Die Abgesandten wollen Maschinen, Anlagen und Dienstleistungen einkaufen. Mit dabei sind bekannte chinesische Großkonzerne wie Hua Wei und China Telekom. Auf der Schweizer Seite hat die schweizerisch-chinesische Handelskammer eine nicht genannte Zahl von Unternehmen organisiert – vorwiegend Grosskonzerne, aber auch KMU. Von offizieller Seite nehmen unter anderem Wirtschaftsministerin Doris Leuthard und Jean-Daniel Gerber, Direktor des Staatssekretariats für Wirtschaft, teil.

Pekings Handelsministerium schickt zum ersten Mal eine hochrangige Einkaufsdelegation nach Europa. Es ist ein wichtiges Signal für den internationalen Handel. China steht seit Jahren in der Kritik. Zum einen überflutet das Land Europa und Amerika mit seinen Waren. Zum anderen erschweren zahlreiche Vorschriften westlichen Firmen noch immer den Verkauf ihrer Produkte im Riesenreich. Dies spiegelt sich in der Handelsstatistik wider: Zwischen Januar und Oktober 2008 betrug der Überschuss Chinas im Handel mit der Europäischen Union 139 Milliarden Euro.

Die Delegation wird heute und morgen in Deutschland unterwegs sein. Nach dem Termin in der Schweiz folgen Kurzbesuche in Spanien und England. "Europa ist der größte Handelspartner Chinas. Mit der Entsendung unserer Einkaufsdelegation mitten in der derzeitigen Krise wollen wir auch ein Zeichen gegen den Protektionismus setzen", sagte der Sprecher des Handelsministeriums, Yao Jian.
Die Handelsreise ist ein Ergebnis des Besuchs von Chinas Regierungschef Wen Jiabao Anfang Januar am Weltwirtschaftsforum in Davos. Dieser hatte damals versprochen, eine solche Mission nach Europa zu schicken. „Nur wenige Wochen später kommen sie zu uns zurück“, lobt Christophe Hans, Sprecher des Eidgenössischen Volkswirtschaftsdepartements (EVD). Mit den USA hat China schon eine entsprechende Vereinbarung. Seit 2006 gingen die Asiaten dort organisiert auf Einkaufstour. US-Unternehmen brachten diese Reisen Aufträge im Wert von insgesamt 62,4 Milliarden Dollar.

Europas und Deutschlands Unternehmen können sich nach Einschätzung chinesischer Medien nun auch auf Milliardenaufträge freuen.
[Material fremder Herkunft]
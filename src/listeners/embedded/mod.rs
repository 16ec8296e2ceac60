//! # Built-in listeners
//!
//! Small, self-contained implementations useful for demos and debugging.
//!
//! - [`LogWriter`]: prints log events in a human-readable form.

mod log;

pub use log::LogWriter;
Die Abschlüsse dürften laut der Wirtschaftszeitung "21. Century Business Herald" höher liegen als die Vereinbarungen bei Wen Jiabaos letzter Europareise. Im Januar wurden Geschäfte mit einem Volumen von 15 Milliarden Yuan (1,7 Mrd. Euro) vereinbart. Auch die "China Times" erwartet, dass chinesische Unternehmen Anlagen, Verfahren und Technologien in großem Stil kaufen werden. Diese würden benötigt, um die von der Pekinger Führung aufgelegten Infrastrukturprogramme zu bewältigen.
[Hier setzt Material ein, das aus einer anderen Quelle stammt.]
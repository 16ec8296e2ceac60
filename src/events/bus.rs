//! # Event bus: subscriber table, live events, dispatch and sweep.
//!
//! [`Bus`] owns every live [`Event`] and a table mapping each [`Category`] to
//! the subscription rows that want it. Creating an event dispatches it
//! synchronously: before [`Bus::create`] returns, every subscribed inbox holds a
//! weak reference to it.
//!
//! ## Architecture
//! ```text
//! Producer ── create(category, lifetime, payload)
//!                 │
//!                 ├─► live set: Arc<Event> + remaining ticks
//!                 └─► dispatch ──► table[category] ──► Inbox::receive (in row order)
//!
//! Driver ── sweep() ──► remaining -= 1 (saturating) ──► evict remaining == 0
//! ```
//!
//! ## Rules
//! - **Synchronous dispatch**: delivery happens inside `create`.
//! - **Row order**: rows are dispatched in insertion order; duplicates are kept.
//! - **Silent defaults**: no subscribers, `UNKNOWN` category, removing an absent
//!   listener are all no-ops.
//! - **No user code under locks**: dispatch only appends to inboxes, listeners run
//!   later in [`Subscription::drain`].
//! - **Ownership**: the live set holds the only strong reference; an evicted event
//!   is no longer observable through any inbox.
//!
//! ## Lifetime
//! An event created with lifetime `L >= 1` is still live after `L - 1` sweeps and
//! evicted by the `L`-th. Lifetime `0` is evicted by the first sweep.

use std::collections::HashMap;
use std::sync::atomic::{AtomicU64, Ordering as AtomicOrdering};
use std::sync::{Arc, Mutex, PoisonError, RwLock};

use tracing::{debug, trace};

use crate::error::BusError;
use crate::listeners::{Listener, ListenerId, Subscription};
use crate::listeners::inbox::Inbox;

use super::category::Category;
use super::event::{Event, EventId, Payload};

/// One subscription row.
struct Row {
    listener: ListenerId,
    inbox: Arc<Inbox>,
}

/// A live event and its remaining lifetime in ticks.
struct Live {
    event: Arc<Event>,
    remaining: u8,
}

/// Live events, kept sorted by id (bus ids are assigned under this lock).
#[derive(Default)]
struct LiveSet {
    events: Vec<Live>,
}

impl LiveSet {
    fn position(&self, id: EventId) -> Option<usize> {
        self.events
            .binary_search_by_key(&id, |live| live.event.id)
            .ok()
    }
}

#[derive(Default)]
struct Inner {
    table: RwLock<HashMap<Category, Vec<Row>>>,
    live: Mutex<LiveSet>,
    next_event: AtomicU64,
    next_listener: AtomicU64,
}

/// Publish/subscribe hub for tick-scoped events.
///
/// ### Properties
/// - **Cloneable**: cheap to clone (internally holds an `Arc`).
/// - **Thread-safe**: table and live set are guarded separately.
/// - **Synchronous**: no operation blocks on listener code.
#[derive(Clone, Default)]
pub struct Bus {
    inner: Arc<Inner>,
}

impl Bus {
    /// Creates an empty bus.
    pub fn new() -> Self {
        Self::default()
    }

    /// Creates an event, stores it as live and dispatches it to current subscribers.
    ///
    /// The event stays live for `lifetime` calls to [`Bus::sweep`].
    pub fn create(&self, category: Category, lifetime: u8, payload: Payload) -> EventId {
        let event = {
            let mut live = self.lock_live();
            let id = self.next_event_id();

            let event = Arc::new(Event::new(id, category, payload));
            live.events.push(Live {
                event: event.clone(),
                remaining: lifetime,
            });
            event
        };

        self.dispatch(&event);
        event.id
    }

    /// Appends `event` to the inbox of every row subscribed to its category.
    ///
    /// Returns the number of deliveries (rows, not distinct listeners).
    pub fn dispatch(&self, event: &Arc<Event>) -> usize {
        let category = event.category();
        if category.is_unknown() {
            return 0;
        }

        let table = self.inner.table.read().unwrap_or_else(PoisonError::into_inner);
        let Some(rows) = table.get(&category) else {
            trace!(event = %event.id, category = %category, "no subscribers");
            return 0;
        };

        for row in rows {
            row.inbox.receive(event);
        }
        trace!(
            event = %event.id,
            category = %category,
            deliveries = rows.len(),
            "event dispatched"
        );
        rows.len()
    }

    /// Wraps `listener` in a [`Subscription`] subscribed to its declared categories.
    pub fn attach<L: Listener>(&self, listener: L) -> Subscription<L> {
        let categories = listener.categories();
        self.attach_to(listener, categories)
    }

    /// Wraps `listener` in a [`Subscription`] subscribed to `categories`.
    pub fn attach_to<L, I>(&self, listener: L, categories: I) -> Subscription<L>
    where
        L: Listener,
        I: IntoIterator<Item = Category>,
    {
        let id = ListenerId(self.inner.next_listener.fetch_add(1, AtomicOrdering::Relaxed));
        let sub = Subscription::new(self.clone(), id, listener);
        for category in categories {
            sub.subscribe(category);
        }
        sub
    }

    /// Adds a row for `sub` under `category`. Duplicates are allowed.
    pub fn add_listener<L: Listener>(
        &self,
        sub: &Subscription<L>,
        category: Category,
    ) -> Result<(), BusError> {
        self.ensure_own(sub)?;
        sub.subscribe(category);
        Ok(())
    }

    /// Removes every row of `sub` under `category`.
    pub fn remove_listener_from<L: Listener>(
        &self,
        sub: &Subscription<L>,
        category: Category,
    ) -> Result<(), BusError> {
        self.ensure_own(sub)?;
        self.unsubscribe(sub.id(), category);
        Ok(())
    }

    /// Removes every row of `sub` in every category.
    pub fn remove_listener<L: Listener>(&self, sub: &Subscription<L>) -> Result<(), BusError> {
        self.ensure_own(sub)?;
        self.detach(sub.id());
        Ok(())
    }

    /// Advances every live event by one tick and evicts the expired ones.
    ///
    /// Returns the number of evicted events. Eviction is silent.
    pub fn sweep(&self) -> usize {
        let mut live = self.lock_live();
        let before = live.events.len();
        live.events.retain_mut(|entry| {
            entry.remaining = entry.remaining.saturating_sub(1);
            entry.remaining > 0
        });
        let evicted = before - live.events.len();

        if evicted > 0 {
            debug!(evicted, live = live.events.len(), "sweep evicted events");
        }
        evicted
    }

    /// True while the event has not been evicted.
    pub fn is_live(&self, id: EventId) -> bool {
        self.lock_live().position(id).is_some()
    }

    /// Remaining ticks of a live event.
    pub fn remaining(&self, id: EventId) -> Option<u8> {
        let live = self.lock_live();
        live.position(id).map(|idx| live.events[idx].remaining)
    }

    /// Shared handle to a live event.
    pub fn get(&self, id: EventId) -> Option<Arc<Event>> {
        let live = self.lock_live();
        live.position(id).map(|idx| live.events[idx].event.clone())
    }

    /// Number of live events.
    pub fn live_len(&self) -> usize {
        self.lock_live().events.len()
    }

    /// Number of rows subscribed to `category`.
    pub fn subscriber_count(&self, category: Category) -> usize {
        self.read_table().get(&category).map_or(0, Vec::len)
    }

    /// Categories in which `listener` holds at least one row, ascending by id.
    pub fn categories_of(&self, listener: ListenerId) -> Vec<Category> {
        let mut categories: Vec<Category> = self
            .read_table()
            .iter()
            .filter(|(_, rows)| rows.iter().any(|row| row.listener == listener))
            .map(|(category, _)| *category)
            .collect();
        categories.sort_unstable_by_key(|c| c.id());
        categories
    }

    // ---------------------------
    // Row management
    // ---------------------------

    pub(crate) fn subscribe(
        &self,
        listener: ListenerId,
        name: &'static str,
        inbox: &Arc<Inbox>,
        category: Category,
    ) {
        if category.is_unknown() {
            debug!(listener = name, "ignoring subscription to UNKNOWN");
            return;
        }

        let mut table = self.write_table();
        table.entry(category).or_default().push(Row {
            listener,
            inbox: inbox.clone(),
        });
        debug!(%listener, listener_name = name, category = %category, "listener subscribed");
    }

    pub(crate) fn unsubscribe(&self, listener: ListenerId, category: Category) {
        let mut table = self.write_table();
        if let Some(rows) = table.get_mut(&category) {
            rows.retain(|row| row.listener != listener);
            if rows.is_empty() {
                table.remove(&category);
            }
        }
    }

    pub(crate) fn detach(&self, listener: ListenerId) {
        let mut table = self.write_table();
        table.retain(|_, rows| {
            rows.retain(|row| row.listener != listener);
            !rows.is_empty()
        });
        trace!(%listener, "listener detached");
    }

    /// Next id in the sequence shared by bus events and stored responses.
    pub(crate) fn next_event_id(&self) -> EventId {
        EventId(self.inner.next_event.fetch_add(1, AtomicOrdering::Relaxed))
    }

    /// True if both handles refer to the same bus.
    pub fn same_bus(&self, other: &Bus) -> bool {
        Arc::ptr_eq(&self.inner, &other.inner)
    }

    fn ensure_own<L: Listener>(&self, sub: &Subscription<L>) -> Result<(), BusError> {
        if self.same_bus(sub.bus()) {
            Ok(())
        } else {
            Err(BusError::ForeignListener {
                listener: sub.name(),
            })
        }
    }

    // ---------------------------
    // Lock helpers
    // ---------------------------

    fn lock_live(&self) -> std::sync::MutexGuard<'_, LiveSet> {
        self.inner.live.lock().unwrap_or_else(PoisonError::into_inner)
    }

    fn read_table(&self) -> std::sync::RwLockReadGuard<'_, HashMap<Category, Vec<Row>>> {
        self.inner.table.read().unwrap_or_else(PoisonError::into_inner)
    }

    fn write_table(&self) -> std::sync::RwLockWriteGuard<'_, HashMap<Category, Vec<Row>>> {
        self.inner.table.write().unwrap_or_else(PoisonError::into_inner)
    }
}

impl std::fmt::Debug for Bus {
    fn fmt(&self, f: &mut std::fmt::Formatter<'_>) -> std::fmt::Result {
        f.debug_struct("Bus")
            .field("live", &self.live_len())
            .field("categories", &self.read_table().len())
            .finish()
    }
}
Das Handelsministerium äußerte sich nicht zur Höhe der erwarteten Abschlüsse. Das sei Sache der Unternehmen, hieß es. Auch Christophe Hans betont, dass die Vertragsunterzeichnungen nicht durch das EVD kommuniziert würden. „Die Plattform findet zu einem ausgezeichneten Zeitpunkt statt“, betont Hans. „Wir befinden uns in einer Krise, Investoren sind sehr willkommen.“ Das Forum zeige, dass China – entgegen früheren Befürchtungen – keine protektionistischen Massnahmen ergreife. „Überdies ist die Veranstaltung als sehr positives Signal bezüglich den bilateralen Beziehungen zwischen China und der Schweiz zu werten“, ergänzt Hans. „China nimmt die Schweiz ernst – im Hinblick auf ein Freihandelsabkommen ein sehr wichtiger Punkt“.